Christopher Hitchens criticises Gore Vidal and Tony gets a mention too

Having read very little by Gore Vidal it would be demonstrating all the traits of an ingnoramus to pass judgement on his writings. Nevertheless, while his contention that "the Bush administration was 'probably' in on the 9/11 attacks" smacks a little bit too much of one of those conspiracy theories that I would generally prefer to avoid, even the hardly revolutionary CBS news does give us some insight into some rather remarkable failings before the events of September 11th 2001. The tip of the iceberg? Well, if it's coming from CBS news we might just have enought reason to think so. 

Therefore, what is Christopher Hitchen's problem? Well, he doesn't really have a problem and someone who disregards with contempt the contention that "the events of Sept. 11, 2001, were exploited by conservatives to settle accounts with Saddam Hussein and that many Americans have been fooled into war by thinking that Iraq was behind the attacks", has long since sold his soul for coorporate gold. However, while that might be implicit of a criticism of his politics, standing alone it is insufficient when refuting what he says. Of course, first of all identifying what this wordsmith, this versatile vitruoso of vociferous verbosity, is actually saying is not easy if we let ourselves be impressed by the prose of a third class Oxford graduate. Regarding 9/11 Mr Hitchens is not only saying that the Bush administration knew nothing about it, but also that they did not use it to press their agenda.

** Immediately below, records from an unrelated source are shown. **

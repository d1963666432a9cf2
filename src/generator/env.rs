//! Build-time and run-time environment scripts.
//!
//! The build environment points CMake at the locally installed config
//! packages. The run environment makes the installed binaries and shared
//! libraries discoverable. Both are sourced by the user or the build tool
//! before invoking CMake or the built programs.

use crate::core::layout::LogicalPath;
use crate::generator::GenerateContext;

const BUILD_ENV_STEM: &str = "berthbuildenv";
const RUN_ENV_STEM: &str = "berthrunenv";

/// Script dialect.
#[derive(Debug, Clone, Copy, PartialEq, Eq)]
pub enum EnvScriptFlavor {
    /// POSIX shell, sourced with `.`
    Sh,
    /// Windows batch, run with `call`
    Bat,
}

impl EnvScriptFlavor {
    fn extension(&self) -> &'static str {
        match self {
            EnvScriptFlavor::Sh => "sh",
            EnvScriptFlavor::Bat => "bat",
        }
    }

    fn path_separator(&self) -> &'static str {
        match self {
            EnvScriptFlavor::Sh => ":",
            EnvScriptFlavor::Bat => ";",
        }
    }

    fn native_path(&self, path: &LogicalPath) -> String {
        match self {
            EnvScriptFlavor::Sh => path.to_string(),
            EnvScriptFlavor::Bat => path.as_str().replace('/', "\\"),
        }
    }
}

/// How a variable is applied.
#[derive(Debug, Clone, PartialEq, Eq)]
pub enum EnvValue {
    /// Replace the variable
    Define(String),
    /// Prepend paths to a path-list variable, keeping the existing value
    PrependPaths(Vec<LogicalPath>),
}

/// One environment variable assignment.
#[derive(Debug, Clone, PartialEq, Eq)]
pub struct EnvVar {
    pub name: String,
    pub value: EnvValue,
}

impl EnvVar {
    pub fn define(name: impl Into<String>, value: impl Into<String>) -> Self {
        EnvVar {
            name: name.into(),
            value: EnvValue::Define(value.into()),
        }
    }

    pub fn prepend(name: impl Into<String>, paths: Vec<LogicalPath>) -> Self {
        EnvVar {
            name: name.into(),
            value: EnvValue::PrependPaths(paths),
        }
    }
}

/// An environment script.
#[derive(Debug, Clone, PartialEq, Eq)]
pub struct EnvScript {
    file_name: String,
    flavor: EnvScriptFlavor,
    vars: Vec<EnvVar>,
}

impl EnvScript {
    fn new(stem: &str, ctx: &GenerateContext<'_>, vars: Vec<EnvVar>) -> Self {
        let flavor = if ctx.settings.os.uses_batch_scripts() {
            EnvScriptFlavor::Bat
        } else {
            EnvScriptFlavor::Sh
        };
        EnvScript {
            file_name: format!("{}.{}", stem, flavor.extension()),
            flavor,
            vars,
        }
    }

    /// Environment used while configuring and building.
    pub fn build(ctx: &GenerateContext<'_>) -> Self {
        let layout = ctx.layout;
        let vars = vec![
            EnvVar::define("BERTH_BUILD_TYPE", ctx.settings.build_type.clone()),
            EnvVar::define(
                "BERTH_GENERATORS_FOLDER",
                layout.generators_dir.to_string(),
            ),
            EnvVar::prepend("CMAKE_PREFIX_PATH", layout.build_config_dirs.clone()),
        ];
        EnvScript::new(BUILD_ENV_STEM, ctx, vars)
    }

    /// Environment used to run what was built.
    pub fn run(ctx: &GenerateContext<'_>) -> Self {
        let install = &ctx.layout.install_dir;
        let bin = install.join("bin");
        let lib = install.join("lib");

        let vars = match ctx.settings.os.library_path_var() {
            Some(var) => vec![
                EnvVar::prepend("PATH", vec![bin]),
                EnvVar::prepend(var, vec![lib]),
            ],
            // Windows finds DLLs through PATH.
            None => vec![EnvVar::prepend("PATH", vec![bin, lib])],
        };
        EnvScript::new(RUN_ENV_STEM, ctx, vars)
    }

    pub fn file_name(&self) -> &str {
        &self.file_name
    }

    pub fn flavor(&self) -> EnvScriptFlavor {
        self.flavor
    }

    pub fn vars(&self) -> &[EnvVar] {
        &self.vars
    }

    pub fn render(&self) -> String {
        match self.flavor {
            EnvScriptFlavor::Sh => self.render_sh(),
            EnvScriptFlavor::Bat => self.render_bat(),
        }
    }

    fn joined(&self, paths: &[LogicalPath]) -> String {
        paths
            .iter()
            .map(|p| self.flavor.native_path(p))
            .collect::<Vec<_>>()
            .join(self.flavor.path_separator())
    }

    fn render_sh(&self) -> String {
        let mut out = String::from("# Generated by berth. Do not edit.\n");
        for var in &self.vars {
            match &var.value {
                EnvValue::Define(value) => {
                    out.push_str(&format!("export {}=\"{}\"\n", var.name, sh_escape(value)));
                }
                EnvValue::PrependPaths(paths) => {
                    out.push_str(&format!(
                        "export {name}=\"{paths}${{{name}:+:${name}}}\"\n",
                        name = var.name,
                        paths = sh_escape(&self.joined(paths)),
                    ));
                }
            }
        }
        out
    }

    fn render_bat(&self) -> String {
        let mut out = String::from("@echo off\r\nrem Generated by berth. Do not edit.\r\n");
        for var in &self.vars {
            match &var.value {
                EnvValue::Define(value) => {
                    out.push_str(&format!("set \"{}={}\"\r\n", var.name, bat_escape(value)));
                }
                EnvValue::PrependPaths(paths) => {
                    out.push_str(&format!(
                        "set \"{name}={paths};%{name}%\"\r\n",
                        name = var.name,
                        paths = bat_escape(&self.joined(paths)),
                    ));
                }
            }
        }
        out
    }
}

/// Escape a value for a double-quoted POSIX shell string.
fn sh_escape(value: &str) -> String {
    let mut out = String::with_capacity(value.len());
    for c in value.chars() {
        if matches!(c, '"' | '\\' | '$' | '`') {
            out.push('\\');
        }
        out.push(c);
    }
    out
}

fn bat_escape(value: &str) -> String {
    value.replace('%', "%%")
}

While we might look at conspiracy theories such as those expounded by Gore Vidal with suspicion, they do, nevertheless, force you to put our thinking caps on. Moreover, while we might discover when doing so that a "grand plan" a "master plan" is at least hard to discern, we will discover that there is a strategy and that there is a plan and that sometimes things can happen that might facilitate pursuing that strategy. The real problem with Mr Hitchens is that not only does he conveniently ignore that fact, he also actually willingly goes along with that plan. Indeed, while his fellow alumni, Tony Blair, facilitated mass murder by articulating the pseudo political arguments for a neo-conservative crusade, Mr Hitchens provides those pseudo intellectual arguments without which that crusade would be difficult to maintain. Indeed, the only argument that those two could have would be one on religion, where Tony can grin and spin about his faith and Christopher can refute him with that type of verbal diarreah that, while not always incoherrent or incohesive, is hardly necessary when talking to members of the Jesus brigade.